- _Task goal_
Go through the entries below and collect each line with the string "overlapping" in it.

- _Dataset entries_
*** Begin section ***

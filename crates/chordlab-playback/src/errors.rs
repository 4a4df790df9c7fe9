//! Error types for chordlab-playback.

use thiserror::Error;

/// Result type alias for playback operations.
pub type Result<T> = std::result::Result<T, PlaybackError>;

/// Errors from timeline edits.
///
/// Playback control itself never errors: `play`/`pause`/`stop` decline
/// silently when their preconditions do not hold.
#[derive(Debug, Error)]
pub enum PlaybackError {
    /// No block with the given id exists on the timeline.
    #[error("Unknown chord block: {0}")]
    UnknownBlock(u64),

    /// Block durations must be positive.
    #[error("Invalid block duration: {0}")]
    InvalidDuration(f64),

    /// Reorder indices must address existing blocks.
    #[error("Block index out of range: {0}")]
    IndexOutOfRange(usize),
}
//! The chord-block timeline.
//!
//! A [`Timeline`] is an ordered list of [`ChordBlock`]s positioned on the
//! eighth-note grid. Reordering recomputes positions into a contiguous
//! cumulative layout; free moves re-sort by position but may overlap, in
//! which case overlapping blocks simply sound together.

use crate::errors::{PlaybackError, Result};
use chordlab_theory::PitchClass;

/// A chord placed on the timeline.
///
/// `position` and `duration` are in eighth-note units.
#[derive(Clone, Debug, PartialEq)]
pub struct ChordBlock {
    /// Timeline-unique id.
    pub id: u64,
    /// Root pitch class the intervals are stacked on.
    pub root: PitchClass,
    /// Semitone offsets from the root, ascending, deduplicated.
    pub intervals: Vec<i32>,
    /// Roman-numeral label carried for display.
    pub numeral: String,
    /// Start position in eighths (>= 0).
    pub position: f64,
    /// Length in eighths (> 0).
    pub duration: f64,
}

impl ChordBlock {
    /// End position of the block in eighths.
    pub fn end(&self) -> f64 {
        self.position + self.duration
    }
}

/// Ordered chord-block list with grid positioning.
#[derive(Clone, Debug, Default)]
pub struct Timeline {
    blocks: Vec<ChordBlock>,
    next_id: u64,
}

impl Timeline {
    pub fn new() -> Self {
        Self::default()
    }

    /// Append a chord at the end of the timeline. Returns the block id.
    pub fn add_block(
        &mut self,
        root: PitchClass,
        intervals: &[i32],
        numeral: impl Into<String>,
        duration: f64,
    ) -> Result<u64> {
        if duration.is_nan() || duration <= 0.0 {
            return Err(PlaybackError::InvalidDuration(duration));
        }
        let id = self.next_id;
        self.next_id += 1;
        let mut intervals = intervals.to_vec();
        intervals.sort_unstable();
        intervals.dedup();
        self.blocks.push(ChordBlock {
            id,
            root,
            intervals,
            numeral: numeral.into(),
            position: self.total_duration(),
            duration,
        });
        Ok(id)
    }

    /// Remove a block. Later blocks keep their positions (a gap remains
    /// until the next reorder).
    pub fn remove(&mut self, id: u64) -> Result<()> {
        let index = self.index_of(id)?;
        self.blocks.remove(index);
        Ok(())
    }

    /// Change a block's duration.
    pub fn resize(&mut self, id: u64, duration: f64) -> Result<()> {
        if duration.is_nan() || duration <= 0.0 {
            return Err(PlaybackError::InvalidDuration(duration));
        }
        let index = self.index_of(id)?;
        self.blocks[index].duration = duration;
        Ok(())
    }

    /// Move the block at `from` to index `to`, then recompute all
    /// positions into a contiguous cumulative sequence.
    pub fn reorder(&mut self, from: usize, to: usize) -> Result<()> {
        if from >= self.blocks.len() {
            return Err(PlaybackError::IndexOutOfRange(from));
        }
        if to >= self.blocks.len() {
            return Err(PlaybackError::IndexOutOfRange(to));
        }
        let block = self.blocks.remove(from);
        self.blocks.insert(to, block);
        let mut cursor = 0.0;
        for block in &mut self.blocks {
            block.position = cursor;
            cursor += block.duration;
        }
        Ok(())
    }

    /// Move a block to an arbitrary grid position.
    ///
    /// Blocks are re-sorted by position but not forced apart; overlap is
    /// allowed and overlapping blocks play simultaneously.
    pub fn move_to(&mut self, id: u64, position: f64) -> Result<()> {
        let index = self.index_of(id)?;
        self.blocks[index].position = position.max(0.0);
        self.blocks
            .sort_by(|a, b| a.position.total_cmp(&b.position));
        Ok(())
    }

    /// Sum of all block durations in eighths.
    pub fn total_duration(&self) -> f64 {
        self.blocks.iter().map(|b| b.duration).sum()
    }

    /// The block sounding at a grid time, if any. With overlapping
    /// blocks the earliest-positioned match wins.
    pub fn block_at(&self, time: f64) -> Option<&ChordBlock> {
        self.blocks.iter().find(|b| time >= b.position && time < b.end())
    }

    pub fn blocks(&self) -> &[ChordBlock] {
        &self.blocks
    }

    pub fn len(&self) -> usize {
        self.blocks.len()
    }

    pub fn is_empty(&self) -> bool {
        self.blocks.is_empty()
    }

    /// Remove all blocks.
    pub fn clear(&mut self) {
        self.blocks.clear();
    }

    fn index_of(&self, id: u64) -> Result<usize> {
        self.blocks
            .iter()
            .position(|b| b.id == id)
            .ok_or(PlaybackError::UnknownBlock(id))
    }
}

*** End section ***

- _Response to this task_
//! which case overlapping blocks simply sound together.
    /// allowed and overlapping blocks play simultaneously.
    /// The block sounding at a grid time, if any. With overlapping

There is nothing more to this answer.